Top of Provided records
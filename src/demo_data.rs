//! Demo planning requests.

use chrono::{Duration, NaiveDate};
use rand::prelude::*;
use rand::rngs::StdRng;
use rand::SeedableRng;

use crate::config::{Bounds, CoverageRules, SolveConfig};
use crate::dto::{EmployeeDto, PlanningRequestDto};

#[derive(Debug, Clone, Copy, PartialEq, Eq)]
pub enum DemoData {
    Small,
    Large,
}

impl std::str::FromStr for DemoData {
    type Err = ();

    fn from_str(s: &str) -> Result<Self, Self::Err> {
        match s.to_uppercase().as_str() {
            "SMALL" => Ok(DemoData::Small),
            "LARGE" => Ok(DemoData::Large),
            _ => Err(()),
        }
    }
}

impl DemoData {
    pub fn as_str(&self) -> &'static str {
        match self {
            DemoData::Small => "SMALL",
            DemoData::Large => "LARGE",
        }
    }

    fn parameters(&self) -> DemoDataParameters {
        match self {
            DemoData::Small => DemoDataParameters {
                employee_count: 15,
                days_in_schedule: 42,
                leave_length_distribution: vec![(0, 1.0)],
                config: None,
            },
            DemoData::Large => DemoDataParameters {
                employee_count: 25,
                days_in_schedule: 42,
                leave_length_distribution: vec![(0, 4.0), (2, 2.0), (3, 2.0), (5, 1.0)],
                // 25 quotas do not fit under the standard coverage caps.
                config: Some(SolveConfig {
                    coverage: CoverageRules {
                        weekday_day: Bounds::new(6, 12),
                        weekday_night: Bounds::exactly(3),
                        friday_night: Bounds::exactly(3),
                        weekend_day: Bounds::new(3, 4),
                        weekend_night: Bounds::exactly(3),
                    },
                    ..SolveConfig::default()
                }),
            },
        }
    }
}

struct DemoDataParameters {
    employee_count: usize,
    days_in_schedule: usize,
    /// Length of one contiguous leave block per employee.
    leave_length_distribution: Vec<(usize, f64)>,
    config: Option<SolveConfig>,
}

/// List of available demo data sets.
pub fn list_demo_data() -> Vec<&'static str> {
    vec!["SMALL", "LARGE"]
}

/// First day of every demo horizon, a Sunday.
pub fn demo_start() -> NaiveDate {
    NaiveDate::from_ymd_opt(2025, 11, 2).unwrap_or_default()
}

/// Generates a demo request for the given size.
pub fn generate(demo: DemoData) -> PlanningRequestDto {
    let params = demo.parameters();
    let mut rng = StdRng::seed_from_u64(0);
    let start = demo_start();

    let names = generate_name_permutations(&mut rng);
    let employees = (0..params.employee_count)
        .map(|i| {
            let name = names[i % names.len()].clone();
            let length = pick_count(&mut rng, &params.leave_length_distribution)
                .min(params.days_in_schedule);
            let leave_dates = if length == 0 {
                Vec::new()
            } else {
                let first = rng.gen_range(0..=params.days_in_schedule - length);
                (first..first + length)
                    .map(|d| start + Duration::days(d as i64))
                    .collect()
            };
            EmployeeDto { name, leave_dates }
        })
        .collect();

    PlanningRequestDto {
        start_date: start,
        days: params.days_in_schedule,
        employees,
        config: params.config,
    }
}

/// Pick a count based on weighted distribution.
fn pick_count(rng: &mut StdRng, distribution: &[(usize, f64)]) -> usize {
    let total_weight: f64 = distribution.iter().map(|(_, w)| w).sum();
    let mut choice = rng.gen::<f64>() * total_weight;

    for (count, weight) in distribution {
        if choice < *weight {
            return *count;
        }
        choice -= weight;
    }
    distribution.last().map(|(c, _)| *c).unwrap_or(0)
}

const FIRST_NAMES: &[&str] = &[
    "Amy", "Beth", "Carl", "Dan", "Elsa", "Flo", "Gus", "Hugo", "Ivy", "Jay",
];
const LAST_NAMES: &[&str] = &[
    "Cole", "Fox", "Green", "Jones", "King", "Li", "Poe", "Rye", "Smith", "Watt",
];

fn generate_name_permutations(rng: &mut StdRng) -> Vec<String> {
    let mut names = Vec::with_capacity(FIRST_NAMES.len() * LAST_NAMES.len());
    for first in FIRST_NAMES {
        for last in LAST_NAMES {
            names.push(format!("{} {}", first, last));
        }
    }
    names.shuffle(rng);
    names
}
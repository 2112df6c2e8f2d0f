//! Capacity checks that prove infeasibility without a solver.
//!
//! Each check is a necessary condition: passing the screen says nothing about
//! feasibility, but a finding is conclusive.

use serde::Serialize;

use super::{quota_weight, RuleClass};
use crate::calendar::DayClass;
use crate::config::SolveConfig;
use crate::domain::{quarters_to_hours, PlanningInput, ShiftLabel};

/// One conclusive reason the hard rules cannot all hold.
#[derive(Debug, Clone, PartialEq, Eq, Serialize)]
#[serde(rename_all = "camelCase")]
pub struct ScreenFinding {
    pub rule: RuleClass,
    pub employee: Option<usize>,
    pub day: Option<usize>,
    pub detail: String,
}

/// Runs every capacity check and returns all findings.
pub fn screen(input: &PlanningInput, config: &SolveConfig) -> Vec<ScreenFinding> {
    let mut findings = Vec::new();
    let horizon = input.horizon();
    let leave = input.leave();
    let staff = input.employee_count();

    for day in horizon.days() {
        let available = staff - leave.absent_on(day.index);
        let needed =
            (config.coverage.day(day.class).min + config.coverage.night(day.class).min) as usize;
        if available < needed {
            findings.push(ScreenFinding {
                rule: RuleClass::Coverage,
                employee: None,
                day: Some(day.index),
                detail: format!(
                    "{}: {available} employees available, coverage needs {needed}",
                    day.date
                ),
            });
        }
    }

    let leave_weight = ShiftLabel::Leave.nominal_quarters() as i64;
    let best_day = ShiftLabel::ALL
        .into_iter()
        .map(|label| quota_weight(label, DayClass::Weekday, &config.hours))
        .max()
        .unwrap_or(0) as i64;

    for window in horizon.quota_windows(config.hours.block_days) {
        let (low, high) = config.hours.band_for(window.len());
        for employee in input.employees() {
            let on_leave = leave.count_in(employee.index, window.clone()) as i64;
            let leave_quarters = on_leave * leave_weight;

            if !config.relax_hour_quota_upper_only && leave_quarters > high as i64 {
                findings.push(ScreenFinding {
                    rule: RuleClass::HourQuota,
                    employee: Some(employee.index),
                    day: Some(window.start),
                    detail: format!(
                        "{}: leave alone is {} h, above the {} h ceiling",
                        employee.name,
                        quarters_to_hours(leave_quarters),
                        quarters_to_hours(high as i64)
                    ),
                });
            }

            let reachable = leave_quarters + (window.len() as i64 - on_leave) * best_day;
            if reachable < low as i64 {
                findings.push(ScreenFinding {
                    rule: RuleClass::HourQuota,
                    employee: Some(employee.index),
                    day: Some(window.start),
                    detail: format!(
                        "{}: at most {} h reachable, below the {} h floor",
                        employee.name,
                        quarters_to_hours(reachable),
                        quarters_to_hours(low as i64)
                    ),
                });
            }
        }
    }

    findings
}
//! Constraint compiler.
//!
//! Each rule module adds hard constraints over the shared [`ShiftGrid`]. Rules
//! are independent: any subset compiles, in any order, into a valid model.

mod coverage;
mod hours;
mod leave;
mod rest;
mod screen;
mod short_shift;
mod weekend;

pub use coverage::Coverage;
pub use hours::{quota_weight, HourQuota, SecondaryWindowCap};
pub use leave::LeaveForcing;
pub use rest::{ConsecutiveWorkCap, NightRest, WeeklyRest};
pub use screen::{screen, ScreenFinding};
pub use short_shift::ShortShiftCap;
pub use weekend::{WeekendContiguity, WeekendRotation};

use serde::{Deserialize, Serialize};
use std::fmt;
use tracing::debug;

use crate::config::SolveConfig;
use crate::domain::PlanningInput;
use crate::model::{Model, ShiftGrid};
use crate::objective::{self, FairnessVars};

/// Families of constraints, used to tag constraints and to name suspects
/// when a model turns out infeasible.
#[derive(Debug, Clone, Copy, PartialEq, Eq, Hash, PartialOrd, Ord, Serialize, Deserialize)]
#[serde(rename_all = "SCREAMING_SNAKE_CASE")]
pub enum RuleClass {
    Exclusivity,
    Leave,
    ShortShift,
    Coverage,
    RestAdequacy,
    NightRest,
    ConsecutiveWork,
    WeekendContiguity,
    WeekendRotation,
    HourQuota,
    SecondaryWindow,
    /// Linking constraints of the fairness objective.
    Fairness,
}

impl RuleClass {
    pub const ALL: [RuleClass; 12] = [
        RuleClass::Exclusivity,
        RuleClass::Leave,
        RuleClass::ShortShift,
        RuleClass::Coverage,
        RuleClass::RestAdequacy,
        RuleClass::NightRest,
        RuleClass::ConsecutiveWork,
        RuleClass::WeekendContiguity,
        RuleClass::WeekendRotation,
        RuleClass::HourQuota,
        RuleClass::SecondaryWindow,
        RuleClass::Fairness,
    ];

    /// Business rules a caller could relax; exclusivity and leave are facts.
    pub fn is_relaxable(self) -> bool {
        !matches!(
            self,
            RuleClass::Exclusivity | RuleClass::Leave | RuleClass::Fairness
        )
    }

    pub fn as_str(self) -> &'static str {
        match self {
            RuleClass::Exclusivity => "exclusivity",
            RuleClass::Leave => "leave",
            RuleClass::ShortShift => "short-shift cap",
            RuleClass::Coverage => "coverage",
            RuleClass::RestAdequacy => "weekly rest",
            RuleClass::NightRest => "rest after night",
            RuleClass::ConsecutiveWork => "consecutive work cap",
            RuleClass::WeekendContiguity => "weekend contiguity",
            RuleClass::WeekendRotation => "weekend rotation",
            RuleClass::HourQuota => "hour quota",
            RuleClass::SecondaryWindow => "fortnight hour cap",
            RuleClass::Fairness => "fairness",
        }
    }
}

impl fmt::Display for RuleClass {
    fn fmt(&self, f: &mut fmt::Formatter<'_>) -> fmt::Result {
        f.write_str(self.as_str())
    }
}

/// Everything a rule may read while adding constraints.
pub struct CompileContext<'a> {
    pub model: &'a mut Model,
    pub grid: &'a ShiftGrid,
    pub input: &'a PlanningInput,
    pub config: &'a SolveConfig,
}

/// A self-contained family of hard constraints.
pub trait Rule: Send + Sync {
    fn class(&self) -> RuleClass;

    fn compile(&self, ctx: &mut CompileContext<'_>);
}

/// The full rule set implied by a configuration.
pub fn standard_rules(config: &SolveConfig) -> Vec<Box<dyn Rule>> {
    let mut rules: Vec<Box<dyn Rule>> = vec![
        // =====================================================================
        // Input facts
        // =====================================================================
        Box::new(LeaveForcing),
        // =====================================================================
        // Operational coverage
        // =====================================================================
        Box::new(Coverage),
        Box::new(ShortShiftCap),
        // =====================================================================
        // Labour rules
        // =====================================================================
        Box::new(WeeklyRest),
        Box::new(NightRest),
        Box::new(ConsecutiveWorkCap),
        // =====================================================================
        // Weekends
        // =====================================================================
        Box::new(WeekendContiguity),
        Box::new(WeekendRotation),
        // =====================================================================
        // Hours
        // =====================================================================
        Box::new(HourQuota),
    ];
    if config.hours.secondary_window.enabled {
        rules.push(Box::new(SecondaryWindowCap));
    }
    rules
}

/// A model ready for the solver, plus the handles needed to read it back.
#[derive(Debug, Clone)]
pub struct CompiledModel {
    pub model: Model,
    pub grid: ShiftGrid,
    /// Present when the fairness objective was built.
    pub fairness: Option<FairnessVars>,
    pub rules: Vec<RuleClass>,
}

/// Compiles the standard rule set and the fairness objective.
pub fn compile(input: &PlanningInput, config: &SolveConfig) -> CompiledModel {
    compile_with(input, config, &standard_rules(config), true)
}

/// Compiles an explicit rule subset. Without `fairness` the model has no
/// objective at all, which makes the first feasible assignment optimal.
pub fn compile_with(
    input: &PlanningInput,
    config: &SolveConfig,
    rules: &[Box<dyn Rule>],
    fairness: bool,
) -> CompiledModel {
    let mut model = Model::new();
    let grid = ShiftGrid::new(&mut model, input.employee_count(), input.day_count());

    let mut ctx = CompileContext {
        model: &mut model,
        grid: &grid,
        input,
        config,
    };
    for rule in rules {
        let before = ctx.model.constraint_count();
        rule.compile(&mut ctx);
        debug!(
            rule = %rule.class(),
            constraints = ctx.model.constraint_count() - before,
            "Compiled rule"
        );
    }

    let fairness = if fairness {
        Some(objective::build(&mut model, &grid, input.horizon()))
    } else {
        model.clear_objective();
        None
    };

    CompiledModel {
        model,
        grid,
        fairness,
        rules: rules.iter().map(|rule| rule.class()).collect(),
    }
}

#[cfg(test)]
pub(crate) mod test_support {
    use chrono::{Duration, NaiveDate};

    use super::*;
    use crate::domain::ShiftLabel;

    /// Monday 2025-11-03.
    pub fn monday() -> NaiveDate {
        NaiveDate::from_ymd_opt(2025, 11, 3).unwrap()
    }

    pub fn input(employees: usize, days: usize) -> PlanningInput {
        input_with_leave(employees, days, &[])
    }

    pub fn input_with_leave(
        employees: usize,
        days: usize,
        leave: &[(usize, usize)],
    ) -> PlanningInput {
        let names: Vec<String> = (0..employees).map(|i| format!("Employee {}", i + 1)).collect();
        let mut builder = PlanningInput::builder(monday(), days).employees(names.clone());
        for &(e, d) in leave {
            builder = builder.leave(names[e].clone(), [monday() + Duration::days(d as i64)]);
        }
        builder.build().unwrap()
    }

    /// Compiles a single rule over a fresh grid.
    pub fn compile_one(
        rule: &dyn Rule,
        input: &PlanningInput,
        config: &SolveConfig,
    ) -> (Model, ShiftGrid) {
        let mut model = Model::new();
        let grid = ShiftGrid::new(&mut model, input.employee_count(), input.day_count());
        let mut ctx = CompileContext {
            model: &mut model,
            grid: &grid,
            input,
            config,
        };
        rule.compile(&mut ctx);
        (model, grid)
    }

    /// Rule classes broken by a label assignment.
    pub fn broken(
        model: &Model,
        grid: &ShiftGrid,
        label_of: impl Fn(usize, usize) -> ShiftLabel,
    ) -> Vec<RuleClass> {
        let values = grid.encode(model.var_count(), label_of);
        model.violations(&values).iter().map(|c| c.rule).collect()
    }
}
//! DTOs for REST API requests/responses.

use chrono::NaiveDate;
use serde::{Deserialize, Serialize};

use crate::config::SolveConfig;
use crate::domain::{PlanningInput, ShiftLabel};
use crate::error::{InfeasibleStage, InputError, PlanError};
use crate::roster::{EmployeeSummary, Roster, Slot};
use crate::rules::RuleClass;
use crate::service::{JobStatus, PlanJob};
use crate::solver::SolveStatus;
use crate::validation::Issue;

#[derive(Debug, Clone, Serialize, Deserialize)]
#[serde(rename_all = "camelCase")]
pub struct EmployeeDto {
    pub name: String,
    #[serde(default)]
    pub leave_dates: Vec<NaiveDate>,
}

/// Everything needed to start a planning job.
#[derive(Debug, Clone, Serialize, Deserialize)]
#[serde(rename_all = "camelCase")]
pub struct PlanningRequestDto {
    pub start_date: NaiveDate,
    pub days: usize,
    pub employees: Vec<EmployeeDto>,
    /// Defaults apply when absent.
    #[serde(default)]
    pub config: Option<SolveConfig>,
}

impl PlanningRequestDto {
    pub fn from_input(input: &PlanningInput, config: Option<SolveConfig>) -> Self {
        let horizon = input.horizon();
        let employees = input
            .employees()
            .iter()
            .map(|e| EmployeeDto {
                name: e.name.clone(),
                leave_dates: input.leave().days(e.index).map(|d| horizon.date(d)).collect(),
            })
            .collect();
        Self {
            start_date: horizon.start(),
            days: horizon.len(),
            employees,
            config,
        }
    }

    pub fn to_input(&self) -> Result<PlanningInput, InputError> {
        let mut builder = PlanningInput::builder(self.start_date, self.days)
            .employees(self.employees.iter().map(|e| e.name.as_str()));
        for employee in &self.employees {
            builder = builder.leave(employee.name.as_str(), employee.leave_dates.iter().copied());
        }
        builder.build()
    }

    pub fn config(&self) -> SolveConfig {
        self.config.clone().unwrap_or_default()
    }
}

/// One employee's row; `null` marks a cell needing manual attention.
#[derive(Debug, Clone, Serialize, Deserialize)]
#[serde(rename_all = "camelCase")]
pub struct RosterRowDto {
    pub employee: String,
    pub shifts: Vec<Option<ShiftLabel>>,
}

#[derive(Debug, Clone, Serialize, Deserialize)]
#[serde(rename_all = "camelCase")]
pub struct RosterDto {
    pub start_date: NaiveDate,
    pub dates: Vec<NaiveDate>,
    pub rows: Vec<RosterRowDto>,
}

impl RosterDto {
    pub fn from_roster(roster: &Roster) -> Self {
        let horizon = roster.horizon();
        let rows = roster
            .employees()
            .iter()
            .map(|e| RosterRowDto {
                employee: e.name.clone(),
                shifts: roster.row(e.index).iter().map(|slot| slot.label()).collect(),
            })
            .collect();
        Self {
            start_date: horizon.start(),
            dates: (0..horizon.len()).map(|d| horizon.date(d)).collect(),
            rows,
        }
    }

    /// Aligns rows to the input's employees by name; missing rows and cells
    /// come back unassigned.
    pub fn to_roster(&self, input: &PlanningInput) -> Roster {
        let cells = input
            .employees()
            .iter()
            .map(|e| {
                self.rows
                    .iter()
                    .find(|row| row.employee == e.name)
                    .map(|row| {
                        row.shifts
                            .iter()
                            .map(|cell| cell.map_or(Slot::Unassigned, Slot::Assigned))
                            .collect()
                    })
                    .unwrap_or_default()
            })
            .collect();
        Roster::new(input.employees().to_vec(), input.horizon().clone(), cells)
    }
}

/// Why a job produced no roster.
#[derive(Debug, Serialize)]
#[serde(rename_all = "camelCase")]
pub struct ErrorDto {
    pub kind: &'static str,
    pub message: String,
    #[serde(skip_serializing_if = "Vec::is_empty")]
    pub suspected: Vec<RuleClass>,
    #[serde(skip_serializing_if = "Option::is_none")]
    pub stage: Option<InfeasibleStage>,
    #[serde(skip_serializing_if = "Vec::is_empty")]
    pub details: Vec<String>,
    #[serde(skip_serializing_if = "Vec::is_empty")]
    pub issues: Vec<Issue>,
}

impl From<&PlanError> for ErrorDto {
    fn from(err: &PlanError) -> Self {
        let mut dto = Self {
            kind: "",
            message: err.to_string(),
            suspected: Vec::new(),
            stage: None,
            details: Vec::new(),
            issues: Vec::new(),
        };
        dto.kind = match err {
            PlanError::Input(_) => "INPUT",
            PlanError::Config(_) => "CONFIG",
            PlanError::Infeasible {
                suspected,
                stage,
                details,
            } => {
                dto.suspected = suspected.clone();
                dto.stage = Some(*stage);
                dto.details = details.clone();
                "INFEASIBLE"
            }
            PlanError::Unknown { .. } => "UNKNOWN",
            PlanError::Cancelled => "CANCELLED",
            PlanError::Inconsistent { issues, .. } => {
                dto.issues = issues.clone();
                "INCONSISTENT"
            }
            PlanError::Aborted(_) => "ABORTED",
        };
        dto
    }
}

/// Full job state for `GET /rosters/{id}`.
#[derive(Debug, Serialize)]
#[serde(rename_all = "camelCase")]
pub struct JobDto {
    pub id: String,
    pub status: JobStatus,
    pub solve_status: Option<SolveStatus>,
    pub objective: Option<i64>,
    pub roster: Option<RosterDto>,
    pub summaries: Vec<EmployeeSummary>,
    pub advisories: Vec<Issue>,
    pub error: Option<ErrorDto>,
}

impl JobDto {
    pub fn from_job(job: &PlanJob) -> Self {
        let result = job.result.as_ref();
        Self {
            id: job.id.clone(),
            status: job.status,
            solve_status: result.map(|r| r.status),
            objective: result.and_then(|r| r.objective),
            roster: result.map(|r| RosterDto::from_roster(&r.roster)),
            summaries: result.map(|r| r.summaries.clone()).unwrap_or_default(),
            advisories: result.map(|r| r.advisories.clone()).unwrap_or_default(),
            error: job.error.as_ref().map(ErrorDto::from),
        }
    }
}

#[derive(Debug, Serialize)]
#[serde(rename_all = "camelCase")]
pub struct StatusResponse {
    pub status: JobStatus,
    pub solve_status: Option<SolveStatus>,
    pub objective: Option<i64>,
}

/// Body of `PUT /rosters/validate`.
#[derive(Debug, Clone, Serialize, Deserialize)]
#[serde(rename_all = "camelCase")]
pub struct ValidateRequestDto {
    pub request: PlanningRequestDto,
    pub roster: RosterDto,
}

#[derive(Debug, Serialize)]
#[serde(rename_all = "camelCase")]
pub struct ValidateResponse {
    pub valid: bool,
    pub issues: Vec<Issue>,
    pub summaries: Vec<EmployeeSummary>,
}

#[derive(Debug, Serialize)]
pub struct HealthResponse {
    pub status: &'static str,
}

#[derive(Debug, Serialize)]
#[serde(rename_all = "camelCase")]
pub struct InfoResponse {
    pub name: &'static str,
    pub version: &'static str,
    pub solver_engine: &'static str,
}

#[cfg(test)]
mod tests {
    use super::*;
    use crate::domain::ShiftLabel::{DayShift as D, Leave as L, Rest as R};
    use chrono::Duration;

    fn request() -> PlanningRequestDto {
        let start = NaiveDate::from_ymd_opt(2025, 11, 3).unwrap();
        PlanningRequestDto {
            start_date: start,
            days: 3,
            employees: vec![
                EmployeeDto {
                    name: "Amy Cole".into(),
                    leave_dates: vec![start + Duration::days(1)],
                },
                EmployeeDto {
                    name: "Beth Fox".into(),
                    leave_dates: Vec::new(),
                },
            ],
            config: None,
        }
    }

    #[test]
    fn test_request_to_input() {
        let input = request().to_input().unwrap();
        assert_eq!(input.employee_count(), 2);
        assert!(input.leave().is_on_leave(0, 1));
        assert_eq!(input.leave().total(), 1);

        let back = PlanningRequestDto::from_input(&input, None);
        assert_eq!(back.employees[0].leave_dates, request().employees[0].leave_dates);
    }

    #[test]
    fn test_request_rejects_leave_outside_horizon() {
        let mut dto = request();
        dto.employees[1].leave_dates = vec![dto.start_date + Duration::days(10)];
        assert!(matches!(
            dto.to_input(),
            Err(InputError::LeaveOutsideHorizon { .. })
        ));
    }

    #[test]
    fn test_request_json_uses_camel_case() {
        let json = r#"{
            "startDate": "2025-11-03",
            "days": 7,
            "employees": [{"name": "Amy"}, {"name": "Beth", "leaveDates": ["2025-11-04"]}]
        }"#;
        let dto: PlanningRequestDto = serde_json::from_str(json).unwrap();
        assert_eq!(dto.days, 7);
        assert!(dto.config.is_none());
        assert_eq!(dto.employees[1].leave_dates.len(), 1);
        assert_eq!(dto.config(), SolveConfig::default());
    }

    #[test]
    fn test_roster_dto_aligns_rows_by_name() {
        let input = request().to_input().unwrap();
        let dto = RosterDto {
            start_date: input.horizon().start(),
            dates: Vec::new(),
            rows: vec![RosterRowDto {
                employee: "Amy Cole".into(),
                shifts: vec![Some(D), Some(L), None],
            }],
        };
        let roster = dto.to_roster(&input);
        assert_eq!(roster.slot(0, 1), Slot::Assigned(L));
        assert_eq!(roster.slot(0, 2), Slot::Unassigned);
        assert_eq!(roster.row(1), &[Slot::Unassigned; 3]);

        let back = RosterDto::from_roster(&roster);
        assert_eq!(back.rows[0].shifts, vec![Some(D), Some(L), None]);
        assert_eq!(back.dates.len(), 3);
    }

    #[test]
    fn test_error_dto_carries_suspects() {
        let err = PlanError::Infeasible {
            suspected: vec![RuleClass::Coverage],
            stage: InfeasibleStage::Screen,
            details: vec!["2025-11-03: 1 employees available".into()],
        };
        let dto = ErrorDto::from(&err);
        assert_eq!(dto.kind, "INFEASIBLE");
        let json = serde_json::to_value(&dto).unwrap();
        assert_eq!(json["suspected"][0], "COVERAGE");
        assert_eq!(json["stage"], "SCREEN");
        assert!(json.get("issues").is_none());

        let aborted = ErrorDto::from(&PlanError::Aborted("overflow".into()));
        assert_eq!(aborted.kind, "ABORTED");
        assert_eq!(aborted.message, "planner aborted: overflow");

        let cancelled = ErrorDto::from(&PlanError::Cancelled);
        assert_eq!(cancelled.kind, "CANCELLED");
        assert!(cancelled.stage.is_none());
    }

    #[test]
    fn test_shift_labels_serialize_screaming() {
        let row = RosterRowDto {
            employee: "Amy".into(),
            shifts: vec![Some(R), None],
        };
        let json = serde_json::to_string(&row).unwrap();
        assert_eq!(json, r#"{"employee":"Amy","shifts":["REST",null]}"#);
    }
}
Bottom of Provided records
◆ **What you need to do**
What the task asks for is a word-for-word repeat of the lines above, from the first through the one containing "#[derive(Debug, Clone, Copy, PartialEq, Eq)]".

◆ **Answer to this exercise**
filename src/demo_data.rs
//! Demo planning requests.

use chrono::{Duration, NaiveDate};
use rand::prelude::*;
use rand::rngs::StdRng;
use rand::SeedableRng;

use crate::config::{Bounds, CoverageRules, SolveConfig};
use crate::dto::{EmployeeDto, PlanningRequestDto};

#[derive(Debug, Clone, Copy, PartialEq, Eq)]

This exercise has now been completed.